M5s, nodo terzo mandato: da Di Maio a Fico, chi sono i big che non potrebbero più essere candidati
A un anno dalla fine della legislatura nel Movimento 5 stelle il tema del terzo mandato si fa sempre più caldo. Mentre monta il duello tra il leader Giuseppe Conte e il ministro degli Esteri Luigi Di Maio, si discute delle attuali regole che condannerebbero un parlamentare su tre. Dei 230 tra senatori e deputati grillini, infatti, sono 66 quelli che stanno per concludere il loro secondo mandato. Questo significa che, stando all'attuale Statuto del Movimento, non potrebbero ricandidarsi più.
Tra questi ci sono quasi tutti i big, tranne Conte e il ministro dell'Agricoltura Stefano Patuanelli. Si parte infatti da Luigi Di Maio, per arrivare al presidente della Camera Roberto Fico, passando per la viceministra dell'Economia Laura Castelli, Paola Taverna (oggi vicepresidente M5S), fino a Danilo Toninelli e Alfonso Bonafede, Riccardo Fraccaro e l'ex reggente Vito Crimi.
In un'intervista a La Stampa il leader del Movimento ribadisce che la questione, oggi, non è ancora all'ordine del giorno e che al momento opportuno verranno sentiti gli iscritti sul web. Una linea diversa rispetto a quella di quest'estate, quando si parlava di un Conte desideroso di inserire tra le regole un sistema di "quote" fondate sul "merito" per salvare almeno alcuni tra i big. L'opzione, però, non si è ancora concretizzata, anche e soprattutto per la contrarietà di Beppe Grillo.
In un post sul suo Blog, infatti, il fondatore lo scorso sabato ha fatto una serie di proposte per provare a far passare il Movimento dagli «ardori giovanili» alla «maturità». Tra queste la necessità di «una rotazione o limiti alla durata delle cariche, anche per favorire una visione della politica come vocazione e non come professione».
Si ragiona su un pacchetto di deroghe per il 2023
Quello del terzo mandato diventa quindi un terreno impervio che si fa sempre più scosceso. Conte vorrebbe gestire il nodo mettendo gli iscritti di fronte al fatto compiuto: o si opta per un pacchetto di deroghe valide l'anno prossimo oppure servirà eleggere tutti volti nuovi, perdendo le maggiori risorse attualmente disponibili. Certo, la tentazione di non forzare la mano e non far eleggere Di Maio potrebbe farsi sentire, ma l'opzione potrebbe essere controproducente, visto che gli farebbe perdere alleati e lo esporrebbe a una possibile scissione. L'obiettivo, invece, è blindare la sua leadership, per stilare la lista dei prossimi candidati.

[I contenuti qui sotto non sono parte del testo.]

use crate::{
    context::{Scope, ValidationContext},
    error::{SchemaError, ValidationErrorKind},
    keywords::{self, CheckResult},
    paths::InstancePath,
};
use serde_json::Value;

/// Non-empty array of sub-schemas shared by `allOf`, `anyOf` and `oneOf`.
pub(crate) fn branches<'s>(
    schemas: &'s Value,
    keyword: &str,
    scope: &Scope,
) -> Result<&'s [Value], SchemaError> {
    match schemas {
        Value::Array(items) if !items.is_empty() => Ok(items),
        other => Err(SchemaError::malformed(
            &scope.base,
            format!("'{}' must be a non-empty array, got {}", keyword, other),
        )),
    }
}

/// Every branch has to pass. Branch errors are reported, followed by one `allOf` error.
pub(crate) fn check(
    ctx: &mut ValidationContext<'_>,
    instance: &Value,
    schemas: &Value,
    scope: &Scope,
    path: &InstancePath<'_>,
) -> CheckResult {
    let mut failures = Vec::new();
    for schema in branches(schemas, "allOf", scope)? {
        failures.extend(
            ctx.isolated(|ctx| keywords::check(ctx, Some(instance), schema, scope, path, false))?,
        );
    }
    if failures.is_empty() {
        return Ok(());
    }
    ctx.extend_errors(failures)?;
    ctx.error(ValidationErrorKind::AllOf, path)
}
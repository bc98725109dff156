use crate::{
    context::{Scope, ValidationContext},
    error::ValidationErrorKind,
    keywords::{self, CheckResult},
    paths::InstancePath,
};
use serde_json::Value;

#[inline]
pub(crate) fn check(
    ctx: &mut ValidationContext<'_>,
    instance: &Value,
    schema: &Value,
    scope: &Scope,
    path: &InstancePath<'_>,
) -> CheckResult {
    if ctx.probe(|ctx| keywords::check(ctx, Some(instance), schema, scope, path, false))? {
        ctx.error(ValidationErrorKind::Not, path)?;
    }
    Ok(())
}

#[cfg(test)]
mod tests {
    use crate::tests_util;
    use serde_json::{json, Value};
    use test_case::test_case;

    #[test_case(&json!({"not": {"type": "integer"}}), &json!("a"); "mismatch")]
    #[test_case(&json!({"not": false}), &json!(1); "false schema")]
    fn valid(schema: &Value, instance: &Value) {
        tests_util::is_valid(schema, instance)
    }

    #[test]
    fn matching_value() {
        tests_util::expect_errors(
            &json!({"not": {"type": "integer", "minimum": 1}}),
            &json!(2),
            &["#: Matched a schema which it should not"],
        );
        tests_util::is_not_valid(&json!({"not": {}}), &json!(null));
    }
}
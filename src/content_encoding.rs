use ahash::AHashMap;
use base64::{engine::general_purpose::STANDARD, Engine as _};
use once_cell::sync::Lazy;
use regex::Regex;

/// Decodes a string in some encoding. `None` when the string is not valid in it.
pub(crate) type ContentEncodingConverterType = fn(&str) -> Option<Vec<u8>>;

static BASE64_RE: Lazy<Regex> =
    Lazy::new(|| Regex::new(r"^[A-Za-z0-9+/]*={0,2}$").expect("Is a valid regex"));

/// The alphabet is checked before decoding.
pub(crate) fn from_base64(instance_string: &str) -> Option<Vec<u8>> {
    if !BASE64_RE.is_match(instance_string) {
        return None;
    }
    STANDARD.decode(instance_string).ok()
}

pub(crate) static DEFAULT_CONTENT_ENCODING_CONVERTERS: Lazy<
    AHashMap<&'static str, ContentEncodingConverterType>,
> = Lazy::new(|| {
    let mut map: AHashMap<&'static str, ContentEncodingConverterType> =
        AHashMap::with_capacity(1);
    map.insert("base64", from_base64);
    map
});

#[cfg(test)]
mod tests {
    use super::*;
    use test_case::test_case;

    #[test_case("eyJmb28iOiAiYmFyIn0=", Some(&br#"{"foo": "bar"}"#[..]); "padded")]
    #[test_case("Zm9v", Some(&b"foo"[..]); "unpadded")]
    #[test_case("", Some(&b""[..]); "empty")]
    #[test_case("/w==", Some(&[0xFF][..]); "binary")]
    #[test_case("Zm9v!", None; "outside alphabet")]
    #[test_case("Zm9v\n", None; "newline")]
    #[test_case("Zm9===", None; "too much padding")]
    fn decode(input: &str, expected: Option<&[u8]>) {
        assert_eq!(from_base64(input).as_deref(), expected);
    }
}
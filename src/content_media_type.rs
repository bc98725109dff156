use ahash::AHashMap;
use once_cell::sync::Lazy;
use serde_json::{from_str, Value};

pub(crate) type ContentMediaTypeCheckType = fn(&str) -> bool;

pub(crate) fn is_json(instance_string: &str) -> bool {
    from_str::<Value>(instance_string).is_ok()
}

pub(crate) static DEFAULT_CONTENT_MEDIA_TYPE_CHECKS: Lazy<
    AHashMap<&'static str, ContentMediaTypeCheckType>,
> = Lazy::new(|| {
    let mut map: AHashMap<&'static str, ContentMediaTypeCheckType> = AHashMap::with_capacity(1);
    map.insert("application/json", is_json);
    map
});
//! Error types.
//!
//! Keyword violations are [`ValidationError`]s collected into a report. Problems that make
//! validation impossible (unreadable references, cycles, bad configuration) are
//! [`SchemaError`]s and abort the run.
use crate::paths::JsonPointer;
use serde::Serialize;
use serde_json::{json, Map, Number, Value};
use std::{error, fmt, ops::BitOr};

/// Which document a validation error belongs to.
#[derive(Clone, Copy, Debug, Default, Eq, PartialEq, Hash, Serialize)]
#[serde(transparent)]
pub struct ErrorContext(u8);

impl ErrorContext {
    /// No error recorded yet.
    pub const NONE: ErrorContext = ErrorContext(0);
    /// The instance violates the schema.
    pub const DOCUMENT: ErrorContext = ErrorContext(1);
    /// The schema violates its meta-schema.
    pub const SCHEMA: ErrorContext = ErrorContext(2);

    #[must_use]
    pub const fn contains(self, other: ErrorContext) -> bool {
        self.0 & other.0 == other.0
    }

    #[must_use]
    pub const fn bits(self) -> u8 {
        self.0
    }
}

impl BitOr for ErrorContext {
    type Output = ErrorContext;

    fn bitor(self, rhs: ErrorContext) -> ErrorContext {
        ErrorContext(self.0 | rhs.0)
    }
}

/// Kinds of errors that may happen during validation.
#[derive(Clone, Debug, PartialEq)]
pub enum ValidationErrorKind {
    /// Array element beyond the tuple definition while additional items are not allowed.
    AdditionalItems { index: usize },
    /// Object property not declared while additional properties are not allowed.
    AdditionalProperties { property: String },
    /// At least one of `allOf` sub-schemas failed.
    AllOf,
    /// None of `anyOf` sub-schemas matched.
    AnyOf,
    /// Value differs from `const`.
    Constant { expected: Value },
    /// Too few elements match `contains`.
    Contains { min: u64, count: u64 },
    /// Too many elements match `contains`.
    MaxContains { max: u64, count: u64 },
    /// String is not valid in the declared `contentEncoding`.
    ContentEncoding { encoding: String },
    /// String is not a valid document of the declared `contentMediaType`.
    ContentMediaType { media_type: String },
    /// A property required by a present property is absent.
    Dependencies { property: String, dependency: String },
    /// Value matches a `disallow` type expression.
    Disallow,
    /// Value is not deep-equal to any `enum` member.
    Enum { options: Value },
    /// Number is not below `exclusiveMaximum`.
    ExclusiveMaximum { limit: Number },
    /// Number is not above `exclusiveMinimum`.
    ExclusiveMinimum { limit: Number },
    /// Nothing is valid against the `false` schema.
    FalseSchema,
    /// String does not satisfy the named format.
    Format { format: String },
    /// Number has more decimal places than allowed.
    MaxDecimal { limit: u64 },
    MaxItems { limit: u64 },
    MaxLength { limit: u64 },
    MaxProperties { limit: u64 },
    Maximum { limit: Number, exclusive: bool },
    MinItems { limit: u64 },
    MinLength { limit: u64 },
    MinProperties { limit: u64 },
    Minimum { limit: Number, exclusive: bool },
    /// Number is not a multiple of `multipleOf` (or draft 3 `divisibleBy`).
    MultipleOf {
        multiple_of: Number,
        keyword: &'static str,
    },
    /// Value matches the `not` sub-schema.
    Not,
    /// `oneOf` matched no sub-schema or more than one.
    OneOf { matched: usize },
    Pattern { pattern: String },
    /// A read-only property is being changed.
    ReadOnly,
    /// A mandatory property is absent.
    Required { property: String },
    /// A draft 3 `requires` sibling is absent.
    Requires { property: String, requires: String },
    /// Value does not have any of the expected types.
    Type { expected: Vec<String>, found: String },
    UniqueItems,
}

impl ValidationErrorKind {
    /// Constraint name as it appears in reports.
    #[must_use]
    pub fn constraint_name(&self) -> &'static str {
        match self {
            ValidationErrorKind::AdditionalItems { .. } => "additionalItems",
            ValidationErrorKind::AdditionalProperties { .. } => "additionalProp",
            ValidationErrorKind::AllOf => "allOf",
            ValidationErrorKind::AnyOf => "anyOf",
            ValidationErrorKind::Constant { .. } => "const",
            ValidationErrorKind::Contains { .. } => "contains",
            ValidationErrorKind::MaxContains { .. } => "maxContains",
            ValidationErrorKind::ContentEncoding { .. } => "contentEncoding",
            ValidationErrorKind::ContentMediaType { .. } => "contentMediaType",
            ValidationErrorKind::Dependencies { .. } => "dependencies",
            ValidationErrorKind::Disallow => "disallow",
            ValidationErrorKind::Enum { .. } => "enum",
            ValidationErrorKind::ExclusiveMaximum { .. } => "exclusiveMaximum",
            ValidationErrorKind::ExclusiveMinimum { .. } => "exclusiveMinimum",
            ValidationErrorKind::FalseSchema => "false",
            ValidationErrorKind::Format { .. } => "format",
            ValidationErrorKind::MaxDecimal { .. } => "maxDecimal",
            ValidationErrorKind::MaxItems { .. } => "maxItems",
            ValidationErrorKind::MaxLength { .. } => "maxLength",
            ValidationErrorKind::MaxProperties { .. } => "maxProperties",
            ValidationErrorKind::Maximum { .. } => "maximum",
            ValidationErrorKind::MinItems { .. } => "minItems",
            ValidationErrorKind::MinLength { .. } => "minLength",
            ValidationErrorKind::MinProperties { .. } => "minProperties",
            ValidationErrorKind::Minimum { .. } => "minimum",
            ValidationErrorKind::MultipleOf { keyword, .. } => *keyword,
            ValidationErrorKind::Not => "not",
            ValidationErrorKind::OneOf { .. } => "oneOf",
            ValidationErrorKind::Pattern { .. } => "pattern",
            ValidationErrorKind::ReadOnly => "readOnly",
            ValidationErrorKind::Required { .. } => "required",
            ValidationErrorKind::Requires { .. } => "requires",
            ValidationErrorKind::Type { .. } => "type",
            ValidationErrorKind::UniqueItems => "uniqueItems",
        }
    }

    /// Constraint parameters as they appear in reports.
    #[must_use]
    pub fn params(&self) -> Map<String, Value> {
        let params = match self {
            ValidationErrorKind::AllOf
            | ValidationErrorKind::AnyOf
            | ValidationErrorKind::Disallow
            | ValidationErrorKind::FalseSchema
            | ValidationErrorKind::Not
            | ValidationErrorKind::ReadOnly
            | ValidationErrorKind::UniqueItems => json!({}),
            ValidationErrorKind::AdditionalItems { index } => json!({ "index": index }),
            ValidationErrorKind::AdditionalProperties { property } => {
                json!({ "property": property })
            }
            ValidationErrorKind::Constant { expected } => json!({ "const": expected }),
            ValidationErrorKind::Contains { min, count } => {
                json!({ "minContains": min, "count": count })
            }
            ValidationErrorKind::MaxContains { max, count } => {
                json!({ "maxContains": max, "count": count })
            }
            ValidationErrorKind::ContentEncoding { encoding } => {
                json!({ "contentEncoding": encoding })
            }
            ValidationErrorKind::ContentMediaType { media_type } => {
                json!({ "contentMediaType": media_type })
            }
            ValidationErrorKind::Dependencies {
                property,
                dependency,
            } => json!({ "property": property, "dependency": dependency }),
            ValidationErrorKind::Enum { options } => json!({ "choices": options }),
            ValidationErrorKind::ExclusiveMaximum { limit } => json!({ "maximum": limit }),
            ValidationErrorKind::ExclusiveMinimum { limit } => json!({ "minimum": limit }),
            ValidationErrorKind::Format { format } => json!({ "format": format }),
            ValidationErrorKind::MaxDecimal { limit } => json!({ "maxDecimal": limit }),
            ValidationErrorKind::MaxItems { limit } => json!({ "maxItems": limit }),
            ValidationErrorKind::MaxLength { limit } => json!({ "maxLength": limit }),
            ValidationErrorKind::MaxProperties { limit } => json!({ "maxProperties": limit }),
            ValidationErrorKind::Maximum { limit, exclusive } => {
                json!({ "maximum": limit, "exclusive": exclusive })
            }
            ValidationErrorKind::MinItems { limit } => json!({ "minItems": limit }),
            ValidationErrorKind::MinLength { limit } => json!({ "minLength": limit }),
            ValidationErrorKind::MinProperties { limit } => json!({ "minProperties": limit }),
            ValidationErrorKind::Minimum { limit, exclusive } => {
                json!({ "minimum": limit, "exclusive": exclusive })
            }
            ValidationErrorKind::MultipleOf {
                multiple_of,
                keyword,
            } => json!({ *keyword: multiple_of }),
            ValidationErrorKind::OneOf { matched } => json!({ "matched": matched }),
            ValidationErrorKind::Pattern { pattern } => json!({ "pattern": pattern }),
            ValidationErrorKind::Required { property } => json!({ "property": property }),
            ValidationErrorKind::Requires { property, requires } => {
                json!({ "property": property, "requires": requires })
            }
            ValidationErrorKind::Type { expected, found } => {
                json!({ "expected": expected, "found": found })
            }
        };
        match params {
            Value::Object(map) => map,
            _ => Map::new(),
        }
    }
}

fn plural(limit: u64, single: &'static str, many: &'static str) -> &'static str {
    if limit == 1 {
        single
    } else {
        many
    }
}

fn article(word: &str) -> &'static str {
    match word.chars().next() {
        Some('a' | 'e' | 'i' | 'o' | 'u') => "an",
        _ => "a",
    }
}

Una cosa, tuttavia, è certa: con il taglio dei parlamentari nella prossima legislatura ci saranno 345 posti in meno e difficilmente il Movimento tornerà ai fasti elettorali del 2018. Questo significa che, a meno di sconvolgimenti negli ultimi 12 mesi di legislatura, le poltrone da deputato e senatore disponibile per i grillini saranno meno della metà delle attuali.